▶ [Task to complete]:
Take every line from the listing below that contains "RegistrationChangeType".

*** Opening Records to use ***

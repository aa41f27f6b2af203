//! Network events delivered to channel listeners.

use std::fmt;
use std::sync::{Arc, OnceLock};

use bytes::Bytes;
use serde::de::DeserializeOwned;

use crate::codec::MsgPackCodec;
use crate::context::NetworkContext;
use crate::direction::{LogicalSide, Phase};
use crate::error::{Error, Result};
use crate::protocol::{Frame, NO_LOGIN_INDEX};

/// Source of raw payload bytes and a correlation index.
pub trait CustomPacket {
    fn internal_data(&self) -> Bytes;
    fn index(&self) -> i32;
}

impl CustomPacket for Frame {
    fn internal_data(&self) -> Bytes {
        self.payload_bytes()
    }

    fn index(&self) -> i32 {
        self.login_index()
    }
}

/// Change announced by the remote party for one channel.
#[derive(Debug, Clone, Copy, PartialEq, Eq, Hash)]
pub enum RegistrationChangeType {
    Register,
    Unregister,
}

/// What a [`NetworkEvent`] reports.
#[derive(Debug, Clone, Copy, PartialEq, Eq, Hash)]
pub enum NetworkEventKind {
    /// A custom payload observed by `side` during `phase`.
    CustomPayload { side: LogicalSide, phase: Phase },
    /// A raw login payload with its correlation index.
    LoginPayload,
    /// The remote party (un)registered the channel.
    ChannelRegistrationChange(RegistrationChangeType),
}

enum SourceInner {
    Lazy {
        cell: OnceLock<Arc<NetworkContext>>,
        factory: Box<dyn Fn() -> NetworkContext + Send + Sync>,
    },
    Ready(Arc<NetworkContext>),
}

/// Deferred, memoised supplier of a message's [`NetworkContext`].
///
/// The factory runs on first access; every later access (from any clone)
/// returns the same context.
#[derive(Clone)]
pub struct ContextSource {
    inner: Arc<SourceInner>,
}

impl ContextSource {
    /// Build the context on first access.
    pub fn lazy<F>(factory: F) -> Self
    where
        F: Fn() -> NetworkContext + Send + Sync + 'static,
    {
        Self {
            inner: Arc::new(SourceInner::Lazy {
                cell: OnceLock::new(),
                factory: Box::new(factory),
            }),
        }
    }

    /// Wrap an already built context.
    pub fn ready(context: NetworkContext) -> Self {
        Self {
            inner: Arc::new(SourceInner::Ready(Arc::new(context))),
        }
    }

    /// Get the context, building it if needed.
    pub fn get(&self) -> Arc<NetworkContext> {
        match self.inner.as_ref() {
            SourceInner::Lazy { cell, factory } => {
                cell.get_or_init(|| Arc::new(factory())).clone()
            }
            SourceInner::Ready(context) => context.clone(),
        }
    }

    /// Get the context only if something already asked for it.
    pub fn peek(&self) -> Option<Arc<NetworkContext>> {
        match self.inner.as_ref() {
            SourceInner::Lazy { cell, .. } => cell.get().cloned(),
            SourceInner::Ready(context) => Some(context.clone()),
        }
    }

    pub fn is_initialized(&self) -> bool {
        self.peek().is_some()
    }
}

impl fmt::Debug for ContextSource {
    fn fmt(&self, f: &mut fmt::Formatter<'_>) -> fmt::Result {
        f.debug_struct("ContextSource")
            .field("initialized", &self.is_initialized())
            .finish()
    }
}

/// Notification delivered to channel listeners for one inbound message.
///
/// Immutable; the only mutable state reachable from it is the context's
/// handled flag.
#[derive(Debug, Clone)]
pub struct NetworkEvent {
    kind: NetworkEventKind,
    payload: Option<Bytes>,
    source: ContextSource,
    login_index: i32,
}

impl NetworkEvent {
    /// Event for a received custom packet; reads its data and index.
    pub fn from_packet<P: CustomPacket>(kind: NetworkEventKind, packet: &P, source: ContextSource) -> Self {
        Self {
            kind,
            payload: Some(packet.internal_data()),
            source,
            login_index: packet.index(),
        }
    }

    /// Custom payload observed by `side` during `phase`.
    pub fn custom_payload(
        side: LogicalSide,
        phase: Phase,
        payload: Bytes,
        source: ContextSource,
        login_index: i32,
    ) -> Self {
        let login_index = match phase {
            Phase::Login => login_index,
            Phase::Play => NO_LOGIN_INDEX,
        };
        Self {
            kind: NetworkEventKind::CustomPayload { side, phase },
            payload: Some(payload),
            source,
            login_index,
        }
    }

    /// Raw login payload tagged with its correlation index.
    pub fn login_payload(payload: Bytes, source: ContextSource, login_index: i32) -> Self {
        Self {
            kind: NetworkEventKind::LoginPayload,
            payload: Some(payload),
            source,
            login_index,
        }
    }

    /// Registration change; carries no payload.
    pub fn registration_change(source: ContextSource, change: RegistrationChangeType) -> Self {
        Self {
            kind: NetworkEventKind::ChannelRegistrationChange(change),
            payload: None,
            source,
            login_index: NO_LOGIN_INDEX,
        }
    }

    #[inline]
    pub fn kind(&self) -> &NetworkEventKind {
        &self.kind
    }

    /// Side that observed a custom payload.
    pub fn side(&self) -> Option<LogicalSide> {
        match self.kind {
            NetworkEventKind::CustomPayload { side, .. } => Some(side),
            _ => None,
        }
    }

    pub fn phase(&self) -> Option<Phase> {
        match self.kind {
            NetworkEventKind::CustomPayload { phase, .. } => Some(phase),
            NetworkEventKind::LoginPayload => Some(Phase::Login),
            NetworkEventKind::ChannelRegistrationChange(_) => None,
        }
    }

    pub fn registration_change_type(&self) -> Option<RegistrationChangeType> {
        match self.kind {
            NetworkEventKind::ChannelRegistrationChange(change) => Some(change),
            _ => None,
        }
    }

    #[inline]
    pub fn payload(&self) -> Option<&Bytes> {
        self.payload.as_ref()
    }

    #[inline]
    pub fn source(&self) -> &ContextSource {
        &self.source
    }

    /// The message's context (built on first call).
    pub fn context(&self) -> Arc<NetworkContext> {
        self.source.get()
    }

    /// Correlation index; `-1` when the event is not a login message.
    #[inline]
    pub fn login_index(&self) -> i32 {
        self.login_index
    }

    /// Decode the payload with the MsgPack codec.
    pub fn decode_payload<T: DeserializeOwned>(&self) -> Result<T> {
        let payload = self
            .payload
            .as_ref()
            .ok_or_else(|| Error::Protocol("Event carries no payload".to_string()))?;
        MsgPackCodec::decode(payload)
    }
}

#[cfg(test)]
mod tests {
    use super::*;
    use crate::context::RecordingDispatcher;
    use crate::direction::Direction;
    use crate::work::WorkQueues;
    use std::sync::atomic::{AtomicUsize, Ordering};
    use std::sync::Weak;

    fn detached(direction: Direction) -> NetworkContext {
        NetworkContext::with_dispatcher(
            Weak::new(),
            direction,
            Arc::new(RecordingDispatcher::new(direction.reverse())),
            Arc::new(WorkQueues::new()),
            NO_LOGIN_INDEX,
        )
    }

    #[test]
    fn test_context_is_lazy_and_memoised() {
        let builds = Arc::new(AtomicUsize::new(0));
        let counter = builds.clone();
        let source = ContextSource::lazy(move || {
            counter.fetch_add(1, Ordering::SeqCst);
            detached(Direction::ToServer)
        });
        let event = NetworkEvent::registration_change(source, RegistrationChangeType::Register);

        assert!(!event.source().is_initialized());
        assert_eq!(builds.load(Ordering::SeqCst), 0);

        let first = event.context();
        let cloned = event.clone();
        let second = cloned.context();

        assert_eq!(builds.load(Ordering::SeqCst), 1);
        assert!(Arc::ptr_eq(&first, &second));
        assert!(event.source().is_initialized());
    }

    #[test]
    fn test_from_packet_reads_data_and_index() {
        let frame = Frame::login(
            Direction::ToClient,
            "demo:hs".parse().unwrap(),
            9,
            Bytes::from_static(b"probe"),
        );
        let kind = NetworkEventKind::CustomPayload {
            side: LogicalSide::Client,
            phase: Phase::Login,
        };
        let event = NetworkEvent::from_packet(kind, &frame, ContextSource::ready(detached(Direction::ToClient)));

        assert_eq!(event.payload().unwrap().as_ref(), b"probe");
        assert_eq!(event.login_index(), 9);
        assert_eq!(event.side(), Some(LogicalSide::Client));
        assert_eq!(event.phase(), Some(Phase::Login));
    }

    #[test]
    fn test_play_payload_uses_sentinel_index() {
        let event = NetworkEvent::custom_payload(
            LogicalSide::Server,
            Phase::Play,
            Bytes::new(),
            ContextSource::ready(detached(Direction::ToServer)),
            42,
        );
        assert_eq!(event.login_index(), NO_LOGIN_INDEX);
    }

    #[test]
    fn test_registration_change_has_no_payload() {
        let event = NetworkEvent::registration_change(
            ContextSource::ready(detached(Direction::ToClient)),
            RegistrationChangeType::Unregister,
        );

        assert!(event.payload().is_none());
        assert_eq!(event.login_index(), -1);
        assert_eq!(event.phase(), None);
        assert_eq!(
            event.registration_change_type(),
            Some(RegistrationChangeType::Unregister)
        );
        assert!(event.decode_payload::<String>().is_err());
    }

    #[test]
    fn test_login_payload_event() {
        let event = NetworkEvent::login_payload(
            Bytes::from(MsgPackCodec::encode(&"hello").unwrap()),
            ContextSource::ready(detached(Direction::ToServer)),
            3,
        );

        assert_eq!(event.kind(), &NetworkEventKind::LoginPayload);
        assert_eq!(event.phase(), Some(Phase::Login));
        assert_eq!(event.login_index(), 3);
        assert_eq!(event.decode_payload::<String>().unwrap(), "hello");
    }
}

*** Closing Records to use ***

▶ [Answer below]:
pub enum RegistrationChangeType {
    ChannelRegistrationChange(RegistrationChangeType),
    pub fn registration_change(source: ContextSource, change: RegistrationChangeType) -> Self {
    pub fn registration_change_type(&self) -> Option<RegistrationChangeType> {
        let event = NetworkEvent::registration_change(source, RegistrationChangeType::Register);
            RegistrationChangeType::Unregister,
            Some(RegistrationChangeType::Unregister)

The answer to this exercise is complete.